A week into the fire storm, the president poured some more gasoline, tweeting, "The Squad is a very racist group of troublemakers who are young, inexperienced, and not very smart. They are pulling the once great Democratic Party far left and were against humanitarian aid at the border and are now against ICE and Homeland Security. So bad for our country."
And this morning, one of his targets, Representative Rashida Tlaib, fought back.
(BEGIN VIDEO CLIP)
REP. RASHIDA TLAIB (D-MI): I'm not going nowhere!
TLAIB: Not until I impeach this president!
(END VIDEO CLIP)
BASH: Now, the president is going after another favorite target, the media, for reporting about GOP alarm about all of this. Even concern inside Trump's own White House.
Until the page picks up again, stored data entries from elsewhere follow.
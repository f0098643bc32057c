//! Instanced draw batch: the animator's output toward the renderer.
//!
//! One batch per particle group: a flat array of per-instance transforms and
//! one shared [`Material`].  The renderer reads the transforms whenever the
//! batch is dirty; the animator marks it dirty every frame.

use glam::{Mat4, Quat, Vec3};
use tree_formation::Role;

// ════════════════════════════════════════════════════════════════════════════
// InstanceTransform
// ════════════════════════════════════════════════════════════════════════════

/// Position, orientation and uniform scale of one particle instance.
#[derive(Clone, Copy, Debug, PartialEq)]
pub struct InstanceTransform {
    pub translation: Vec3,
    pub rotation:    Quat,
    pub scale:       f32,
}

impl Default for InstanceTransform {
    fn default() -> Self {
        InstanceTransform {
            translation: Vec3::ZERO,
            rotation:    Quat::IDENTITY,
            scale:       1.0,
        }
    }
}

impl InstanceTransform {
    /// Column-major model matrix for the GPU instance buffer.
    pub fn matrix(&self) -> Mat4 {
        Mat4::from_scale_rotation_translation(Vec3::splat(self.scale), self.rotation, self.translation)
    }
}

// ════════════════════════════════════════════════════════════════════════════
// Material
// ════════════════════════════════════════════════════════════════════════════

/// Shared surface description for every instance in a batch.
#[derive(Clone, Copy, Debug, PartialEq)]
pub struct Material {
    /// Base colour, `0xRRGGBB`.  Also used as the emissive colour.
    pub color:              u32,
    pub emissive_intensity: f32,
    pub roughness:          f32,
    pub metalness:          f32,
    pub transparent:        bool,
    pub opacity:            f32,
}

impl Material {
    /// The house material for a role in the given colour.
    pub fn for_role(role: Role, color: u32) -> Self {
        let (roughness, metalness) = match role {
            Role::Foliage => (0.4, 0.6),
            Role::Ornament | Role::Ribbon => (0.1, 0.9),
        };
        let emissive_intensity = match role {
            Role::Foliage  => 0.13,
            Role::Ornament => 0.5,
            Role::Ribbon   => 0.8,
        };
        let transparent = role == Role::Ribbon;
        Material {
            color,
            emissive_intensity,
            roughness,
            metalness,
            transparent,
            opacity: if transparent { 0.9 } else { 1.0 },
        }
    }

    /// Colour channels as `[r, g, b]` in `0.0..=1.0`.
    pub fn rgb(&self) -> [f32; 3] {
        rgb_channels(self.color)
    }
}

/// `0xRRGGBB` unpacked to `[r, g, b]` in `0.0..=1.0`.  The top byte is ignored.
pub fn rgb_channels(color: u32) -> [f32; 3] {
    [
        ((color >> 16) & 0xFF) as f32 / 255.0,
        ((color >>  8) & 0xFF) as f32 / 255.0,
        ( color        & 0xFF) as f32 / 255.0,
    ]
}

// ════════════════════════════════════════════════════════════════════════════
// InstanceBatch
// ════════════════════════════════════════════════════════════════════════════

/// Per-group instance buffer with a dirty flag.
#[derive(Clone, Debug)]
pub struct InstanceBatch {
    transforms: Vec<InstanceTransform>,
    material:   Material,
    dirty:      bool,
    /// Instance writes performed by the most recent update.
    written:    usize,
}

impl InstanceBatch {
    pub fn new(count: usize, material: Material) -> Self {
        InstanceBatch {
            transforms: vec![InstanceTransform::default(); count],
            material,
            dirty:      false,
            written:    0,
        }
    }

    pub fn len(&self) -> usize { self.transforms.len() }
    pub fn is_empty(&self) -> bool { self.transforms.is_empty() }

    pub fn transforms(&self) -> &[InstanceTransform] { &self.transforms }
    pub fn material(&self)   -> &Material            { &self.material }
    pub fn is_dirty(&self)   -> bool                 { self.dirty }

    /// Number of instance transforms written by the last update.
    pub fn written_last_update(&self) -> usize { self.written }

    /// Mutable access for a full rewrite.  Marks the batch dirty and records
    /// every instance as written.
    pub fn begin_write(&mut self) -> &mut [InstanceTransform] {
        self.written = self.transforms.len();
        self.dirty   = true;
        &mut self.transforms
    }

    /// Renderer side: returns whether an upload is needed and clears the flag.
    pub fn take_dirty(&mut self) -> bool {
        std::mem::replace(&mut self.dirty, false)
    }
}

// ════════════════════════════════════════════════════════════════════════════
// Tests
// ════════════════════════════════════════════════════════════════════════════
Joining me now, Democratic congresswoman from Texas, Sheila Jackson Lee.
Congresswoman. Thank you so much for joining me.
You are a senior member of the Judiciary Committee. I want to talk to you about the Mueller hearing this week.
But first, I want to ask about the president's tweets, and specifically the impact they're having on Democrats. I've heard mixed things from your colleagues. Many, of course, say
it's important to speak out. But also I'm hearing some frustration that the so-called Squad is pulling the caucus into these fights, which are overshadowing the policy issues that you Democrats were elected to fight for. Where do you stand?
REP. SHEILA JACKSON LEE (D-TX): Well, I am an optimist. And I think the Democratic Party is stronger now than it's ever been before.
And when I come home to the district, there are nothing but pats on my back, for one, upholding the constitution but really the work we've been doing. And I don't think it's going to the grim reaper in the United States Senate that our work has been ignored.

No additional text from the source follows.